ASSIGNMENT:
Your task is to copy all of the data exactly.

DATASET EXCERPTS:
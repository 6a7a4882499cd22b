//! TOML parameter files.
//!
//! The axis table, the IO table and the optional system settings all live
//! as TOML in one configuration directory. [`ConfigLoader`] reads any serde
//! type from a file and [`ConfigSaver`] writes one back after a parameter
//! edit. [`SharedConfig`] is the `[shared]` section every host carries.
//!
//! # Usage
//!
//! ```rust,no_run
//! use stage_common::config::{ConfigError, ConfigLoader, SharedConfig};
//! use serde::Deserialize;
//! use std::path::Path;
//!
//! #[derive(Deserialize)]
//! struct Settings {
//!     #[serde(default)]
//!     shared: SharedConfig,
//! }
//!
//! fn level(dir: &Path) -> Result<&'static str, ConfigError> {
//!     let settings = Settings::load(&dir.join("motion.toml"))?;
//!     settings.shared.validate()?;
//!     Ok(settings.shared.log_level.as_str())
//! }
//! ```

use serde::de::DeserializeOwned;
use serde::{Deserialize, Serialize};
use std::fs;
use std::io;
use std::path::{Path, PathBuf};
use thiserror::Error;

/// Failure reading, parsing, validating or writing a parameter file.
#[derive(Debug, Clone, Error)]
pub enum ConfigError {
    /// No file at this path.
    #[error("Parameter file not found: {0}")]
    FileNotFound(PathBuf),

    /// Unreadable file or malformed TOML.
    #[error("Cannot parse parameter file: {0}")]
    ParseError(String),

    /// Well-formed but rejected by a `validate` method.
    #[error("Invalid parameters: {0}")]
    ValidationError(String),

    /// Serializing or writing the file failed.
    #[error("Cannot write parameter file: {0}")]
    WriteError(String),
}

/// Verbosity of the `tracing` subscriber, lowercase in TOML.
#[derive(Debug, Clone, Copy, PartialEq, Eq, Hash, Default, Serialize, Deserialize)]
#[serde(rename_all = "lowercase")]
pub enum LogLevel {
    /// Every poll iteration.
    Trace,
    /// Per-command detail.
    Debug,
    /// Lifecycle events.
    #[default]
    Info,
    /// Limit hits, timeouts, ignored writes.
    Warn,
    /// Failures only.
    Error,
}

impl LogLevel {
    /// `EnvFilter` directive for this level.
    pub const fn as_str(&self) -> &'static str {
        match self {
            Self::Trace => "trace",
            Self::Debug => "debug",
            Self::Info => "info",
            Self::Warn => "warn",
            Self::Error => "error",
        }
    }
}

/// `[shared]` section: log level and instance name.
///
/// ```toml
/// [shared]
/// log_level = "debug"
/// service_name = "dispenser-stage"
/// ```
#[derive(Debug, Clone, Serialize, Deserialize)]
pub struct SharedConfig {
    /// Log verbosity.
    #[serde(default)]
    pub log_level: LogLevel,

    /// Instance name shown in log output.
    #[serde(default = "default_service_name")]
    pub service_name: String,
}

fn default_service_name() -> String {
    "stage".to_string()
}

impl Default for SharedConfig {
    fn default() -> Self {
        Self {
            log_level: LogLevel::Info,
            service_name: default_service_name(),
        }
    }
}

impl SharedConfig {
    /// Reject an empty `service_name`.
    pub fn validate(&self) -> Result<(), ConfigError> {
        if self.service_name.trim().is_empty() {
            return Err(ConfigError::ValidationError(
                "shared.service_name is empty".to_string(),
            ));
        }
        Ok(())
    }
}

fn read_file(path: &Path) -> Result<String, ConfigError> {
    fs::read_to_string(path).map_err(|e| match e.kind() {
        io::ErrorKind::NotFound => ConfigError::FileNotFound(path.to_path_buf()),
        _ => ConfigError::ParseError(format!("{}: {}", path.display(), e)),
    })
}

/// Read a serde type from a TOML file.
///
/// A missing file is `FileNotFound`; any other read error and malformed
/// TOML are `ParseError`. No semantic validation happens here.
pub trait ConfigLoader: Sized + DeserializeOwned {
    /// Parse the file at `path`.
    fn load(path: &Path) -> Result<Self, ConfigError> {
        let text = read_file(path)?;
        toml::from_str(&text).map_err(|e| ConfigError::ParseError(format!("{}: {}", path.display(), e)))
    }
}

impl<T: DeserializeOwned> ConfigLoader for T {}

/// Write a serde type to a TOML file.
pub trait ConfigSaver: Serialize {
    /// Serialize to pretty TOML and replace the file at `path`.
    fn save(&self, path: &Path) -> Result<(), ConfigError> {
        let text =
            toml::to_string_pretty(self).map_err(|e| ConfigError::WriteError(e.to_string()))?;
        fs::write(path, text)
            .map_err(|e| ConfigError::WriteError(format!("{}: {}", path.display(), e)))
    }
}

impl<T: Serialize> ConfigSaver for T {}

#[cfg(test)]
mod tests {
    use super::*;

    #[derive(Debug, Serialize, Deserialize)]
    struct Host {
        #[serde(default)]
        shared: SharedConfig,
        card_count: u16,
    }

    #[test]
    fn level_names_match_filter_directives() {
        #[derive(Deserialize)]
        struct Level {
            level: LogLevel,
        }

        assert_eq!(LogLevel::default(), LogLevel::Info);
        for level in [
            LogLevel::Trace,
            LogLevel::Debug,
            LogLevel::Info,
            LogLevel::Warn,
            LogLevel::Error,
        ] {
            let text = format!("level = \"{}\"", level.as_str());
            let parsed: Level = toml::from_str(&text).unwrap();
            assert_eq!(parsed.level, level);
        }
        assert!(toml::from_str::<Level>("level = \"INFO\"").is_err());
    }

    #[test]
    fn blank_service_name_rejected() {
        let shared = SharedConfig {
            service_name: "  ".to_string(),
            ..SharedConfig::default()
        };
        assert!(matches!(shared.validate(), Err(ConfigError::ValidationError(_))));
        assert!(SharedConfig::default().validate().is_ok());
    }

    #[test]
    fn missing_file_keeps_path() {
        let dir = tempfile::tempdir().unwrap();
        let path = dir.path().join("axis.toml");
        match Host::load(&path) {
            Err(ConfigError::FileNotFound(missing)) => assert_eq!(missing, path),
            other => panic!("expected FileNotFound, got {other:?}"),
        }
    }

    #[test]
    fn malformed_toml_is_parse_error() {
        let dir = tempfile::tempdir().unwrap();
        let path = dir.path().join("motion.toml");
        fs::write(&path, "card_count = [1,").unwrap();
        assert!(matches!(Host::load(&path), Err(ConfigError::ParseError(_))));
    }

    #[test]
    fn saved_file_loads_back() {
        let dir = tempfile::tempdir().unwrap();
        let path = dir.path().join("host.toml");
        let host = Host {
            shared: SharedConfig {
                log_level: LogLevel::Warn,
                service_name: "bench".to_string(),
            },
            card_count: 2,
        };
        host.save(&path).unwrap();

        let loaded = Host::load(&path).unwrap();
        assert_eq!(loaded.card_count, 2);
        assert_eq!(loaded.shared.log_level, LogLevel::Warn);
        assert_eq!(loaded.shared.service_name, "bench");
    }

    #[test]
    fn shared_section_is_optional() {
        let dir = tempfile::tempdir().unwrap();
        let path = dir.path().join("host.toml");
        fs::write(&path, "card_count = 1\n").unwrap();
        let loaded = Host::load(&path).unwrap();
        assert_eq!(loaded.shared.service_name, "stage");
    }

    #[test]
    fn unwritable_path_is_write_error() {
        let dir = tempfile::tempdir().unwrap();
        let path = dir.path().join("no-such-dir").join("shared.toml");
        assert!(matches!(
            SharedConfig::default().save(&path),
            Err(ConfigError::WriteError(_))
        ));
    }
}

TASK SOLUTION:
repository 6a7a4882499cd22b
//! TOML parameter files.
//!
//! The axis table, the IO table and the optional system settings all live
//! as TOML in one configuration directory. [`ConfigLoader`] reads any serde
//! type from a file and [`ConfigSaver`] writes one back after a parameter
//! edit. [`SharedConfig`] is the `[shared]` section every host carries.
//!
//! # Usage
//!
//! ```rust,no_run
//! use stage_common::config::{ConfigError, ConfigLoader, SharedConfig};
//! use serde::Deserialize;
//! use std::path::Path;
//!
//! #[derive(Deserialize)]
//! struct Settings {
//!     #[serde(default)]
//!     shared: SharedConfig,
//! }
//!
//! fn level(dir: &Path) -> Result<&'static str, ConfigError> {
//!     let settings = Settings::load(&dir.join("motion.toml"))?;
//!     settings.shared.validate()?;
//!     Ok(settings.shared.log_level.as_str())
//! }
//! ```

use serde::de::DeserializeOwned;
use serde::{Deserialize, Serialize};
use std::fs;
use std::io;
use std::path::{Path, PathBuf};
use thiserror::Error;

/// Failure reading, parsing, validating or writing a parameter file.
#[derive(Debug, Clone, Error)]
pub enum ConfigError {
    /// No file at this path.
    #[error("Parameter file not found: {0}")]
    FileNotFound(PathBuf),

    /// Unreadable file or malformed TOML.
    #[error("Cannot parse parameter file: {0}")]
    ParseError(String),

    /// Well-formed but rejected by a `validate` method.
    #[error("Invalid parameters: {0}")]
    ValidationError(String),

    /// Serializing or writing the file failed.
    #[error("Cannot write parameter file: {0}")]
    WriteError(String),
}

/// Verbosity of the `tracing` subscriber, lowercase in TOML.
#[derive(Debug, Clone, Copy, PartialEq, Eq, Hash, Default, Serialize, Deserialize)]
#[serde(rename_all = "lowercase")]
pub enum LogLevel {
    /// Every poll iteration.
    Trace,
    /// Per-command detail.
    Debug,
    /// Lifecycle events.
    #[default]
    Info,
    /// Limit hits, timeouts, ignored writes.
    Warn,
    /// Failures only.
    Error,
}

impl LogLevel {
    /// `EnvFilter` directive for this level.
    pub const fn as_str(&self) -> &'static str {
        match self {
            Self::Trace => "trace",
            Self::Debug => "debug",
            Self::Info => "info",
            Self::Warn => "warn",
            Self::Error => "error",
        }
    }
}

/// `[shared]` section: log level and instance name.
///
/// ```toml
/// [shared]
/// log_level = "debug"
/// service_name = "dispenser-stage"
/// ```
#[derive(Debug, Clone, Serialize, Deserialize)]
pub struct SharedConfig {
    /// Log verbosity.
    #[serde(default)]
    pub log_level: LogLevel,

    /// Instance name shown in log output.
    #[serde(default = "default_service_name")]
    pub service_name: String,
}

fn default_service_name() -> String {
    "stage".to_string()
}

impl Default for SharedConfig {
    fn default() -> Self {
        Self {
            log_level: LogLevel::Info,
            service_name: default_service_name(),
        }
    }
}

impl SharedConfig {
    /// Reject an empty `service_name`.
    pub fn validate(&self) -> Result<(), ConfigError> {
        if self.service_name.trim().is_empty() {
            return Err(ConfigError::ValidationError(
                "shared.service_name is empty".to_string(),
            ));
        }
        Ok(())
    }
}

fn read_file(path: &Path) -> Result<String, ConfigError> {
    fs::read_to_string(path).map_err(|e| match e.kind() {
        io::ErrorKind::NotFound => ConfigError::FileNotFound(path.to_path_buf()),
        _ => ConfigError::ParseError(format!("{}: {}", path.display(), e)),
    })
}

/// Read a serde type from a TOML file.
///
/// A missing file is `FileNotFound`; any other read error and malformed
/// TOML are `ParseError`. No semantic validation happens here.
pub trait ConfigLoader: Sized + DeserializeOwned {
    /// Parse the file at `path`.
    fn load(path: &Path) -> Result<Self, ConfigError> {
        let text = read_file(path)?;
        toml::from_str(&text).map_err(|e| ConfigError::ParseError(format!("{}: {}", path.display(), e)))
    }
}

impl<T: DeserializeOwned> ConfigLoader for T {}

/// Write a serde type to a TOML file.
pub trait ConfigSaver: Serialize {
    /// Serialize to pretty TOML and replace the file at `path`.
    fn save(&self, path: &Path) -> Result<(), ConfigError> {
        let text =
            toml::to_string_pretty(self).map_err(|e| ConfigError::WriteError(e.to_string()))?;
        fs::write(path, text)
            .map_err(|e| ConfigError::WriteError(format!("{}: {}", path.display(), e)))
    }
}

impl<T: Serialize> ConfigSaver for T {}

#[cfg(test)]
mod tests {
    use super::*;

    #[derive(Debug, Serialize, Deserialize)]
    struct Host {
        #[serde(default)]
        shared: SharedConfig,
        card_count: u16,
    }

    #[test]
    fn level_names_match_filter_directives() {
        #[derive(Deserialize)]
        struct Level {
            level: LogLevel,
        }

        assert_eq!(LogLevel::default(), LogLevel::Info);
        for level in [
            LogLevel::Trace,
            LogLevel::Debug,
            LogLevel::Info,
            LogLevel::Warn,
            LogLevel::Error,
        ] {
            let text = format!("level = \"{}\"", level.as_str());
            let parsed: Level = toml::from_str(&text).unwrap();
            assert_eq!(parsed.level, level);
        }
        assert!(toml::from_str::<Level>("level = \"INFO\"").is_err());
    }

    #[test]
    fn blank_service_name_rejected() {
        let shared = SharedConfig {
            service_name: "  ".to_string(),
            ..SharedConfig::default()
        };
        assert!(matches!(shared.validate(), Err(ConfigError::ValidationError(_))));
        assert!(SharedConfig::default().validate().is_ok());
    }

    #[test]
    fn missing_file_keeps_path() {
        let dir = tempfile::tempdir().unwrap();
        let path = dir.path().join("axis.toml");
        match Host::load(&path) {
            Err(ConfigError::FileNotFound(missing)) => assert_eq!(missing, path),
            other => panic!("expected FileNotFound, got {other:?}"),
        }
    }

    #[test]
    fn malformed_toml_is_parse_error() {
        let dir = tempfile::tempdir().unwrap();
        let path = dir.path().join("motion.toml");
        fs::write(&path, "card_count = [1,").unwrap();
        assert!(matches!(Host::load(&path), Err(ConfigError::ParseError(_))));
    }

    #[test]
    fn saved_file_loads_back() {
        let dir = tempfile::tempdir().unwrap();
        let path = dir.path().join("host.toml");
        let host = Host {
            shared: SharedConfig {
                log_level: LogLevel::Warn,
                service_name: "bench".to_string(),
            },
            card_count: 2,
        };
        host.save(&path).unwrap();

        let loaded = Host::load(&path).unwrap();
        assert_eq!(loaded.card_count, 2);
        assert_eq!(loaded.shared.log_level, LogLevel::Warn);
        assert_eq!(loaded.shared.service_name, "bench");
    }

    #[test]
    fn shared_section_is_optional() {
        let dir = tempfile::tempdir().unwrap();
        let path = dir.path().join("host.toml");
        fs::write(&path, "card_count = 1\n").unwrap();
        let loaded = Host::load(&path).unwrap();
        assert_eq!(loaded.shared.service_name, "stage");
    }

    #[test]
    fn unwritable_path_is_write_error() {
        let dir = tempfile::tempdir().unwrap();
        let path = dir.path().join("no-such-dir").join("shared.toml");
        assert!(matches!(
            SharedConfig::default().save(&path),
            Err(ConfigError::WriteError(_))
        ));
    }
}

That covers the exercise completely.